When Magistrate Amanda Pearson became the first Crossover Judge in the San Luis Valley of Colorado – a rural desert community home to the famous Great Dunes National Park and a scenic stretch of the Rocky Mountains – she met with local leaders from the region’s child-serving agencies who were eager to work with Pearson to improve the lives of the San Luis Valley’s youth. As the area’s first Crossover Judge, Magistrate Pearson would specialize in hearing the cases of youth involved in both the child welfare and juvenile justice systems, often referred to as crossover or dually involved youth. Leaders in the region, who had been advocating for the existence of this position before Magistrate Pearson’s appointment, approached that first meeting prepared to explain their vision for the position and their philosophy for treating this particular population of youth in the San Luis Valley.
As it turned out, Magistrate Pearson needed little explanation. “She had the same vision we had,” said Cindy Cotten, the SB 94 Coordinator for San Luis Valley. “She really understood the collaborative effort everyone was trying to make,” confirmed Laurie Rivera, Deputy Director of the Alamosa County Department of Human Services.
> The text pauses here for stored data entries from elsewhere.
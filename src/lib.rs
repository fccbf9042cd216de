/// Error type shared by every layout and initialization operation.
///
/// `LayoutError` covers invalid shapes, undersized buffers, reshape failures,
/// inconsistent descriptors and invalid initializer arguments. Every fallible
/// function in this crate returns `Result<T, LayoutError>`.
pub mod error;

/// Capability traits the layout manager is written against.
///
/// - `LayerDescriptor` - A layer's ordered parameter names, weight and bias subsets, and shapes
/// - `FlatBuffer` - A one-dimensional view that can be split without copying and reshaped
/// - `WeightInit` - A strategy that fills freshly laid-out parameter views
pub mod traits;

/// Partitioning of flat parameter and gradient buffers into named, shaped views.
///
/// Given a `LayerDescriptor`, this module counts the layer's parameters,
/// classifies each one as a weight or a bias, and carves a flat buffer into one
/// view per parameter. Parameters occupy consecutive ranges in declaration
/// order and are reshaped with the column-major `DEFAULT_WEIGHT_INIT_ORDER`.
/// Views borrow the buffer, so they cannot outlive it, and mutable views never
/// overlap.
///
/// # Core Components
/// - `num_params` - Total element count of all declared shapes
/// - `layout` - The partitioning algorithm, for parameter and gradient buffers alike
/// - `validate_descriptor` - Consistency checks run before a buffer is split
/// - `ParamInitializer` - Layout plus an injectable weight-initialization strategy
/// - `ParamShapes`, `ParamViews` - Ordered name-keyed collections of shapes and views
///
/// # Examples
/// ```rust
/// use ndarray::Array1;
/// use rustyml_params::prelude::*;
///
/// let params = LayerParams::new()
///     .with_weight("W", vec![3, 4])
///     .with_bias("b", vec![4]);
///
/// let mut buffer = Array1::from_iter((0..16).map(|v| v as f32));
/// let views = layout(&params, buffer.view_mut(), BufferKind::Parameters).unwrap();
///
/// let w = views.get("W").unwrap();
/// assert_eq!(w.shape(), &[3, 4]);
/// assert_eq!(w[[1, 0]], 1.0); // column-major
/// assert_eq!(views.get("b").unwrap()[[0]], 12.0);
/// ```
pub mod param_layout;

/// Parameter declarations of common layer types.
///
/// - **LayerParams**: General-purpose builder for arbitrary named parameters
/// - **DenseParams**: Weight (input_dim, output_dim) and bias (1, output_dim)
/// - **SimpleRnnParams**: Input kernel, recurrent kernel and bias
/// - **Conv2DParams**: Kernel (filters, channels, kh, kw) and bias (1, filters)
pub mod descriptor;

/// Weight-initialization strategies for `ParamInitializer`.
///
/// - **NoInit**: Leaves views untouched (the default); requesting initialization with it logs a warning
/// - **ConstantInit**: Fills every element with one value
/// - **UniformInit** / **NormalInit**: Random sampling with an optional seed
/// - **XavierUniform**: Glorot uniform weights and zero biases
/// - **RoleBasedInit**: Separate strategies for weights and biases
pub mod weight_init;

/// A convenience module that re-exports the most commonly used types, traits and functions.
///
/// # Examples
/// ```rust
/// use rustyml_params::prelude::*;
///
/// let dense = DenseParams::new(4, 3);
/// assert_eq!(num_params(&dense).unwrap(), 15);
/// ```
pub mod prelude;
Magistrate Pearson arrived on the job with a practice philosophy similar, if not identical, to the one the San Luis Valley leadership had been crafting over the past several years. After discussing how the courts and local agencies could work together and collaborate as a system, Magistrate Pearson and the local leaders left that meeting excited about the united vision for the area’s crossover youth.
Magistrate Pearson’s new position is just the most recent in a series of events that mark the San Luis Valley’s commitment to reforming the experiences of multi-system youth in the region.